◆ ABOUT THIS TASK ◆
Find the word "format" in the material below and gather every line that contains it.

◆ DATA ◆

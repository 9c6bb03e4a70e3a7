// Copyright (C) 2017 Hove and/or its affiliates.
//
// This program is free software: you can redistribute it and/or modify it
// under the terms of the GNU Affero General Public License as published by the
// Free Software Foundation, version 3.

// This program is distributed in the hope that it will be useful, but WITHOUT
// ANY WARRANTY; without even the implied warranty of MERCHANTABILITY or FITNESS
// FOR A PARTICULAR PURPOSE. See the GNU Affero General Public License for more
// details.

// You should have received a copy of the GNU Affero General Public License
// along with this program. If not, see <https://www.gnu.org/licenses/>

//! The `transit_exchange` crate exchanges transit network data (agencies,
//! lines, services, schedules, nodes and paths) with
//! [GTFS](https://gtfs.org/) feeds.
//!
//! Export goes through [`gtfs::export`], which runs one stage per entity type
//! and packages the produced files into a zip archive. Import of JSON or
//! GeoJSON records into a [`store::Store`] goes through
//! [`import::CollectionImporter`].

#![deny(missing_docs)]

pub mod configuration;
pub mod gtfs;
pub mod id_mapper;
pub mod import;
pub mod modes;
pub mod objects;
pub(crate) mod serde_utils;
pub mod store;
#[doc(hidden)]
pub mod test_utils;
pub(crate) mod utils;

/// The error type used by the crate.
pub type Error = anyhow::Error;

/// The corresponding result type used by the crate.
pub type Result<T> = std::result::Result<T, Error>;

* * *

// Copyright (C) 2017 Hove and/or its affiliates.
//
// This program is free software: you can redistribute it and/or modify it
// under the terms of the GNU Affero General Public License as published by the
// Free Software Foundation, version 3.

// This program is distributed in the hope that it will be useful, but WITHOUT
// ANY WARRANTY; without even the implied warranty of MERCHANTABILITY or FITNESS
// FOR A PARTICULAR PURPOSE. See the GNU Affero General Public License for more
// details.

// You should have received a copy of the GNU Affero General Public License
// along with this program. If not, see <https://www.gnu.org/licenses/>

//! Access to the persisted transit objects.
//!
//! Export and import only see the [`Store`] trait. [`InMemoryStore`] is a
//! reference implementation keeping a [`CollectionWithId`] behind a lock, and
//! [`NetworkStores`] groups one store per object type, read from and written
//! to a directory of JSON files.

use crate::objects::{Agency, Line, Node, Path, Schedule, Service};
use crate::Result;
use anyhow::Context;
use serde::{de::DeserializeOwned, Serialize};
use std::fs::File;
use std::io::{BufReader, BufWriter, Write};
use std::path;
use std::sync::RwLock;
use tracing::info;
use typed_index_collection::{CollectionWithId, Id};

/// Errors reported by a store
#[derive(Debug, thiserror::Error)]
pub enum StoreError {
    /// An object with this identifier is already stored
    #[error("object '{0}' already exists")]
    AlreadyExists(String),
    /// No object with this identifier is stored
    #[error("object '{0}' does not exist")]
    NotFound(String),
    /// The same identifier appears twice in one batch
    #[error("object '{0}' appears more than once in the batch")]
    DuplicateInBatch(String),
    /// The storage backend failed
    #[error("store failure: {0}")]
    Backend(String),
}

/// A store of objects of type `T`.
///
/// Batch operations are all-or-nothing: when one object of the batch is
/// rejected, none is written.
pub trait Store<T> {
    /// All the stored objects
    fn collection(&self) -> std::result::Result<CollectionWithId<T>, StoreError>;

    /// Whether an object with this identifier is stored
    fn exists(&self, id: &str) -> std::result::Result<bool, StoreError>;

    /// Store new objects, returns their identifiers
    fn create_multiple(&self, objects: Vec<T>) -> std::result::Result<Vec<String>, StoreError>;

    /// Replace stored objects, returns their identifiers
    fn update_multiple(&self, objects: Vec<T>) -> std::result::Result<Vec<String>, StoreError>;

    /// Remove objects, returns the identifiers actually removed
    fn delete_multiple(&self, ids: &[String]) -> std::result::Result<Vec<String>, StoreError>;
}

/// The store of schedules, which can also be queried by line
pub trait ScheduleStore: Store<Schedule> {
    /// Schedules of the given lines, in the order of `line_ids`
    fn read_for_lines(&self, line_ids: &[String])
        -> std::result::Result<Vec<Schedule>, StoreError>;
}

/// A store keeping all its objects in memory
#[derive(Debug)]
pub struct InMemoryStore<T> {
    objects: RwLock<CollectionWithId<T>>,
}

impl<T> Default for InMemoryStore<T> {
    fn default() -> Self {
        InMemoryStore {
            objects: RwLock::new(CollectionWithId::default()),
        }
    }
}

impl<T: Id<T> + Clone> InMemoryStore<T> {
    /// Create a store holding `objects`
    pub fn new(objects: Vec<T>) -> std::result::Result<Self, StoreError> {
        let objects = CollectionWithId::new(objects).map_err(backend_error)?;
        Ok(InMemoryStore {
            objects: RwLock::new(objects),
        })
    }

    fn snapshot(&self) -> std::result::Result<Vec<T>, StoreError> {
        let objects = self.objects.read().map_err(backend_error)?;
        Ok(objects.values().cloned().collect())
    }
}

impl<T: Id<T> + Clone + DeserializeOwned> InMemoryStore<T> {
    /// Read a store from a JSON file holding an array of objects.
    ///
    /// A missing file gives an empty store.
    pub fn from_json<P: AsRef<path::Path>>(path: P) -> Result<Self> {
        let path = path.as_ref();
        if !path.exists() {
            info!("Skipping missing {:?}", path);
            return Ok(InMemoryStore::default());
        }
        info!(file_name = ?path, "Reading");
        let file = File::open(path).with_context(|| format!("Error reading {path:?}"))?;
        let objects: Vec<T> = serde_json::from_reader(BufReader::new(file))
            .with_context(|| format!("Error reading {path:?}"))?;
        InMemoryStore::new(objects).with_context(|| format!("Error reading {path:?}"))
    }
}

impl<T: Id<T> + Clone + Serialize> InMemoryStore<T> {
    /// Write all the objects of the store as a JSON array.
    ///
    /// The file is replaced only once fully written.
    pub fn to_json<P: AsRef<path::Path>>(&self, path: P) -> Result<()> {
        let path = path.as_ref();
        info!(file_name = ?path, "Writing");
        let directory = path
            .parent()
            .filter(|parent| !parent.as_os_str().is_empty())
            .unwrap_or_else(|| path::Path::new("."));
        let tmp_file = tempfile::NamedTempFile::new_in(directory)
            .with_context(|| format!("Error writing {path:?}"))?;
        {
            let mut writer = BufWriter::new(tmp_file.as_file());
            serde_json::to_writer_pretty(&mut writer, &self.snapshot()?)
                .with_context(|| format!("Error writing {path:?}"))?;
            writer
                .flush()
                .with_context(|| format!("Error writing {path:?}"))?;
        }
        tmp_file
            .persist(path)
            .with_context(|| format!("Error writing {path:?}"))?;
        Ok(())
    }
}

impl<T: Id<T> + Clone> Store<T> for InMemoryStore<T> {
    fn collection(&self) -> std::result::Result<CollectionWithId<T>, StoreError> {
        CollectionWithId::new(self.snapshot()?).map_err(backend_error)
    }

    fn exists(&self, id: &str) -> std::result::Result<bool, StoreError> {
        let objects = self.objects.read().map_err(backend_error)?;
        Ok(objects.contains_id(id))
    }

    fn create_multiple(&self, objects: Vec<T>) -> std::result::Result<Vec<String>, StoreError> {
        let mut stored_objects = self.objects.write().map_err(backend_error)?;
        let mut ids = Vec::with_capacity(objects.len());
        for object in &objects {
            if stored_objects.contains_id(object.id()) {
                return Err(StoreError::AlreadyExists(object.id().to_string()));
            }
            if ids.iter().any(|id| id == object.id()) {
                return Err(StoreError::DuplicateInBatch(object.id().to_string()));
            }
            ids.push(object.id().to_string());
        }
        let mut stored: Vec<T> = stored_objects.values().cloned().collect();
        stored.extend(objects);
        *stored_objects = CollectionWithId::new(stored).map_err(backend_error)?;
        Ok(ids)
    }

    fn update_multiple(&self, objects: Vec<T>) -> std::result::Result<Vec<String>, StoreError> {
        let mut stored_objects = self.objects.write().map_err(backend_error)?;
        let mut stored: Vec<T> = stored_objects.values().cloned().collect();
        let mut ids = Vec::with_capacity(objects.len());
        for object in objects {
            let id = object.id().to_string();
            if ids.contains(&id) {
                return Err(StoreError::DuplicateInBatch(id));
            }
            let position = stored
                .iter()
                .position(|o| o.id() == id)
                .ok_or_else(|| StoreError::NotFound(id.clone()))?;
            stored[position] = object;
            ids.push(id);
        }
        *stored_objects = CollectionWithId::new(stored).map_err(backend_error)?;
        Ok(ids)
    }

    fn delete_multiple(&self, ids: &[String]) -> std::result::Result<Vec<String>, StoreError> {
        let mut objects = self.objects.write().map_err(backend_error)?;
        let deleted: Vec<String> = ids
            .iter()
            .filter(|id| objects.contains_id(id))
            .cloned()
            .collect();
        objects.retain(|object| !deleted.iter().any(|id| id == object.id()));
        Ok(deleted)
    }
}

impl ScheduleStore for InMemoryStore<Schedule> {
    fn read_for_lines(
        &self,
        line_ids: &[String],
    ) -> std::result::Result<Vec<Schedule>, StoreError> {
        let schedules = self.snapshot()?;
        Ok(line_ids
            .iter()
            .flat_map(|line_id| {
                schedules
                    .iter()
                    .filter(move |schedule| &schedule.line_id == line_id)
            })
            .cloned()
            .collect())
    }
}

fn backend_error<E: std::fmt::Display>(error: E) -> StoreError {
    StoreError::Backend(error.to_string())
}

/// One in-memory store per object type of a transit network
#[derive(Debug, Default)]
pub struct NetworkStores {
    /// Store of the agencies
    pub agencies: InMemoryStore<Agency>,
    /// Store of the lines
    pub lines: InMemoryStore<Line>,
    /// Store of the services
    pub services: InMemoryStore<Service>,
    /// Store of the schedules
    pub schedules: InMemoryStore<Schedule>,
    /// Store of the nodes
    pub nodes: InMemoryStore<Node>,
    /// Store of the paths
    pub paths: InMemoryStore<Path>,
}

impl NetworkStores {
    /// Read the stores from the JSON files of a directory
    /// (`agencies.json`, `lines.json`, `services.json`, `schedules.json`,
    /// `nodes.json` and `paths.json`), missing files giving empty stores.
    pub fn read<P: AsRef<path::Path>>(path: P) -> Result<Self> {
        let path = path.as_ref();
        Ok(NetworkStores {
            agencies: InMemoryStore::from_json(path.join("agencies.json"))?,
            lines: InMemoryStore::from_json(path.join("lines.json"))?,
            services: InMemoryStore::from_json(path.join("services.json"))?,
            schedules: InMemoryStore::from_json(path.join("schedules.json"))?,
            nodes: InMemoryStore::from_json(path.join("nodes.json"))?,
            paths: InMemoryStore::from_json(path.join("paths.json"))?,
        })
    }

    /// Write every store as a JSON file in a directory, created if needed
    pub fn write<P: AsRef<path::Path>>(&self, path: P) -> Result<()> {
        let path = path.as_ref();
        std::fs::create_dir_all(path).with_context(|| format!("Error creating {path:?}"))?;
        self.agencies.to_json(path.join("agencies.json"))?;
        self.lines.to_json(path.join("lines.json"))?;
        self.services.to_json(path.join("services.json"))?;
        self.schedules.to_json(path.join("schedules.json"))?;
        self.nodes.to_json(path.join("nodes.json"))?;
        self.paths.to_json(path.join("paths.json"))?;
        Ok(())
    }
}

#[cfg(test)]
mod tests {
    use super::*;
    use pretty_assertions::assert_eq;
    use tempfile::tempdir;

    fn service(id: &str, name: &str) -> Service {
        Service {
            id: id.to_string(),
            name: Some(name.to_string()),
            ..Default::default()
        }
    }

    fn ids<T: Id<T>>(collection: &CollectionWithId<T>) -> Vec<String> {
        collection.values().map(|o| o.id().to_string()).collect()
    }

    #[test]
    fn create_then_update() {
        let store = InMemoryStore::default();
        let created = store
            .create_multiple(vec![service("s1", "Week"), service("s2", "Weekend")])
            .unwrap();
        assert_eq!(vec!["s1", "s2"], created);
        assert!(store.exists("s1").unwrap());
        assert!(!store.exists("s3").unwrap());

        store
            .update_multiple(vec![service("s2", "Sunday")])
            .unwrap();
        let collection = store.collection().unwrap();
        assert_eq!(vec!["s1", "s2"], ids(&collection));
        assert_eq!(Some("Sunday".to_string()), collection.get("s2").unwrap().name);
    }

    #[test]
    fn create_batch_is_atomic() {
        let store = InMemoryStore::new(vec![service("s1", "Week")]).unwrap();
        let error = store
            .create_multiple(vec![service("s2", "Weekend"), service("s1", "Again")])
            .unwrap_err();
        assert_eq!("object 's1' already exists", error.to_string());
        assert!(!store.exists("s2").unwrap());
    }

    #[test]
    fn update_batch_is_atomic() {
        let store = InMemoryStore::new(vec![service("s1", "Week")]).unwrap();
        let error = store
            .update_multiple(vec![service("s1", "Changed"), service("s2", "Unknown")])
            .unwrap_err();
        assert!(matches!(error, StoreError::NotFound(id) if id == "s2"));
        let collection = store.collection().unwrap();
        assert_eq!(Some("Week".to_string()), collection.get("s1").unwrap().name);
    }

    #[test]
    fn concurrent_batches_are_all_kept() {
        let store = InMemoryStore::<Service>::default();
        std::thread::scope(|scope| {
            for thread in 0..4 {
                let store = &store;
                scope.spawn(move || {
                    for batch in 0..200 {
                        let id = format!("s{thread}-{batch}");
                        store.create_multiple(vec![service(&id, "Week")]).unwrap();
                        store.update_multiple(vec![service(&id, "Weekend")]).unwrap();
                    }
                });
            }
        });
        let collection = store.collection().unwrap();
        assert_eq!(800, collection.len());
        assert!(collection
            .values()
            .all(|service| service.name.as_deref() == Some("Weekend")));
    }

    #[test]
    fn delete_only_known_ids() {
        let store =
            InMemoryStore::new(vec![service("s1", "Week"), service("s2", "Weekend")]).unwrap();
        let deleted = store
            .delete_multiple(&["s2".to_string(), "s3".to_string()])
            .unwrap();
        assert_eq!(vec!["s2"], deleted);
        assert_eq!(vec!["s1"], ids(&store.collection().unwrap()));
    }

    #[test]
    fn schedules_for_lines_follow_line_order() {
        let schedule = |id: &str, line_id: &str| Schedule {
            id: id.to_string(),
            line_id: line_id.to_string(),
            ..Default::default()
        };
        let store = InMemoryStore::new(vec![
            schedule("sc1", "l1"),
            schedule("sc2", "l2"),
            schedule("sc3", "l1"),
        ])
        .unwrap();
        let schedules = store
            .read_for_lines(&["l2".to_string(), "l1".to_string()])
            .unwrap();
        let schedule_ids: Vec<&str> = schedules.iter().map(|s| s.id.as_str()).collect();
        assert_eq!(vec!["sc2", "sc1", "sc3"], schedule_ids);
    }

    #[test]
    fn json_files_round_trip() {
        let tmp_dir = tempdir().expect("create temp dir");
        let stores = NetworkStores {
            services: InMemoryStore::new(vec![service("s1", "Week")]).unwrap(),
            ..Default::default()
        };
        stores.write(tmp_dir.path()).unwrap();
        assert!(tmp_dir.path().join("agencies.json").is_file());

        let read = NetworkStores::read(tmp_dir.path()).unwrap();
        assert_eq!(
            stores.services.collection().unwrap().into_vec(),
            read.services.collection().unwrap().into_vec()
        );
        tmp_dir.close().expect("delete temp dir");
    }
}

---

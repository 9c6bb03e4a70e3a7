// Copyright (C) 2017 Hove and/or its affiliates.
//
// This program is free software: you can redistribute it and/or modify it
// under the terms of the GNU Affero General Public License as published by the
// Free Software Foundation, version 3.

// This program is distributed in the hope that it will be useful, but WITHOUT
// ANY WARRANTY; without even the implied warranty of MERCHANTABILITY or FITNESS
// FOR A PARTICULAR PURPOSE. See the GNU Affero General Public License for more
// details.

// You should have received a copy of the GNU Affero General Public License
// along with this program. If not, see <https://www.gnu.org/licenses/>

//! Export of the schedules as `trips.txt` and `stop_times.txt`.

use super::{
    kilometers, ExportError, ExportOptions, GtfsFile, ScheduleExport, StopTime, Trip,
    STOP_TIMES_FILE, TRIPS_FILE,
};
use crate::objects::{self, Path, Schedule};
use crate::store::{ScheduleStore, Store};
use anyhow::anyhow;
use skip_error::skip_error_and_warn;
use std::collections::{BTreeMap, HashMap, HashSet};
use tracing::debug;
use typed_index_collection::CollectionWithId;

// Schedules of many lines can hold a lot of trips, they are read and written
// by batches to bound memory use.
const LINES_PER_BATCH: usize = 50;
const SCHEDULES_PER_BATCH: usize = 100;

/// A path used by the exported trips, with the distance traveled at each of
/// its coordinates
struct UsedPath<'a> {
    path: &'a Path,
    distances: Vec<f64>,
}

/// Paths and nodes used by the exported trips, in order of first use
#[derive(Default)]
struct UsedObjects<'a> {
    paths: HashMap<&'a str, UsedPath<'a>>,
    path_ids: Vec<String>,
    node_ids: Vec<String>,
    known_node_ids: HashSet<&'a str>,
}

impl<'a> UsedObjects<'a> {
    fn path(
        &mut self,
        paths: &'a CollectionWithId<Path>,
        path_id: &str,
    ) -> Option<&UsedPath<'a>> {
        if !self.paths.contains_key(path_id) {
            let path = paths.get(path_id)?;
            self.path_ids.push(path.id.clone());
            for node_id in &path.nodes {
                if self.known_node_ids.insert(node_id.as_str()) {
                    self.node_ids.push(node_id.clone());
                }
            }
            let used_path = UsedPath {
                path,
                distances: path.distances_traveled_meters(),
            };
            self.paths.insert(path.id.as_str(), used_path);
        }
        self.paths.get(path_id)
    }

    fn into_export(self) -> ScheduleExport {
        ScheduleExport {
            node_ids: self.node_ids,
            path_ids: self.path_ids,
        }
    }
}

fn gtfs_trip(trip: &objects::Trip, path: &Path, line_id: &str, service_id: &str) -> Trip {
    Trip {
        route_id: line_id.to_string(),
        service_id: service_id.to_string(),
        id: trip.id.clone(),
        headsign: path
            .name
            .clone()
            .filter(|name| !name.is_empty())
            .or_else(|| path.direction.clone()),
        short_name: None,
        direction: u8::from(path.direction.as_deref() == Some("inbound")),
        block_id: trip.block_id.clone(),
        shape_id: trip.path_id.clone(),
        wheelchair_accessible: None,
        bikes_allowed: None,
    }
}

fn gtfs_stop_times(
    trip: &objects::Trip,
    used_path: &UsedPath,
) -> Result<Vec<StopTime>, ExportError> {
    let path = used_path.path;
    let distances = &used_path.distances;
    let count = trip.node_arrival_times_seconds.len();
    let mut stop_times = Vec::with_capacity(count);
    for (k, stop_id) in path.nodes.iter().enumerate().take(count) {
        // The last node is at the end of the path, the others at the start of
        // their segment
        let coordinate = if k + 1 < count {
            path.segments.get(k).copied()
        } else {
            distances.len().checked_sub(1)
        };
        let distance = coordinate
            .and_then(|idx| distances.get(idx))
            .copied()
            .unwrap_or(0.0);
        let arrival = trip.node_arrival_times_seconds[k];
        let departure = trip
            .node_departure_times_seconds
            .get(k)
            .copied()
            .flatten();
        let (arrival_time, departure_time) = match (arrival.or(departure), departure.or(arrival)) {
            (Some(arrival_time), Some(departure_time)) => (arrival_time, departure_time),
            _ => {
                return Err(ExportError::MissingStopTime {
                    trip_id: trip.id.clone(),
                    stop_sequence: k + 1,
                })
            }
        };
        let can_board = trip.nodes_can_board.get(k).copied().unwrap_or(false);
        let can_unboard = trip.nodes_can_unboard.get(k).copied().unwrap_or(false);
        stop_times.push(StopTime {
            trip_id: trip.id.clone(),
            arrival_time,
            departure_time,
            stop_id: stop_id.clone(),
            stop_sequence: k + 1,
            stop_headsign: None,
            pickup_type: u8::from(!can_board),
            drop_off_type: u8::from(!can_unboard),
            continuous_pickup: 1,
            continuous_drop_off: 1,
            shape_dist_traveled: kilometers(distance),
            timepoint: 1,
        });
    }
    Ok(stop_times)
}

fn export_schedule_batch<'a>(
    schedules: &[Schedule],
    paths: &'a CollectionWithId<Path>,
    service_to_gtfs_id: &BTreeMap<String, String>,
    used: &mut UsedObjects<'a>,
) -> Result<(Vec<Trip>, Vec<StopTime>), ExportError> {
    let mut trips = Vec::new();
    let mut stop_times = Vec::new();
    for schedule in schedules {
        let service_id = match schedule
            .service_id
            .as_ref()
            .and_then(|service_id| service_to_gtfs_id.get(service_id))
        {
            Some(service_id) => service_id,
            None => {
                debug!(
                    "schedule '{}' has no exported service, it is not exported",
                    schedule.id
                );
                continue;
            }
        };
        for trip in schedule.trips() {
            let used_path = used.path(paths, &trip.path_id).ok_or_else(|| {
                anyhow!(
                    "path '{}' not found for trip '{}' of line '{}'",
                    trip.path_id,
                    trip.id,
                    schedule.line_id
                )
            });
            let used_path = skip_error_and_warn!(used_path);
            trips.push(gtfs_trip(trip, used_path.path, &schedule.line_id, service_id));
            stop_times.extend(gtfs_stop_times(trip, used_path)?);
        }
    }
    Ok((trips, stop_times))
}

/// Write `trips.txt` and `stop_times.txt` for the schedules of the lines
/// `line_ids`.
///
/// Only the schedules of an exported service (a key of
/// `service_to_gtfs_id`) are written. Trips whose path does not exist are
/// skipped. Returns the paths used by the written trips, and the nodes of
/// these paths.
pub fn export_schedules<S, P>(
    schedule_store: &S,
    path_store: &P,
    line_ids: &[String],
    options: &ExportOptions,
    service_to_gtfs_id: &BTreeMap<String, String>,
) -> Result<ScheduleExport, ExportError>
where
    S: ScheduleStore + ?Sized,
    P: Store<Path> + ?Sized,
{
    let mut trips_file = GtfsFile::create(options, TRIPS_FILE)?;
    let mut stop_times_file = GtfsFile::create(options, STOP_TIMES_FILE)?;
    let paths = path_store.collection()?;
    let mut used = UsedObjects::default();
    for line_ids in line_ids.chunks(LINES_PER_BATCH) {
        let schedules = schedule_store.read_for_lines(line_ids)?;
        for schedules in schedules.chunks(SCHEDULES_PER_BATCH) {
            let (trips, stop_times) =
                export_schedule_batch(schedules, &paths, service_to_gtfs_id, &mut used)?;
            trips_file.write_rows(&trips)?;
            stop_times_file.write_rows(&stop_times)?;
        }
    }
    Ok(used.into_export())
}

◆ SOLVED EXERCISE ◆
        let file = File::open(path).with_context(|| format!("Error reading {path:?}"))?;
            .with_context(|| format!("Error reading {path:?}"))?;
        InMemoryStore::new(objects).with_context(|| format!("Error reading {path:?}"))
            .with_context(|| format!("Error writing {path:?}"))?;
                .with_context(|| format!("Error writing {path:?}"))?;
                .with_context(|| format!("Error writing {path:?}"))?;
            .with_context(|| format!("Error writing {path:?}"))?;
        std::fs::create_dir_all(path).with_context(|| format!("Error creating {path:?}"))?;
                        let id = format!("s{thread}-{batch}");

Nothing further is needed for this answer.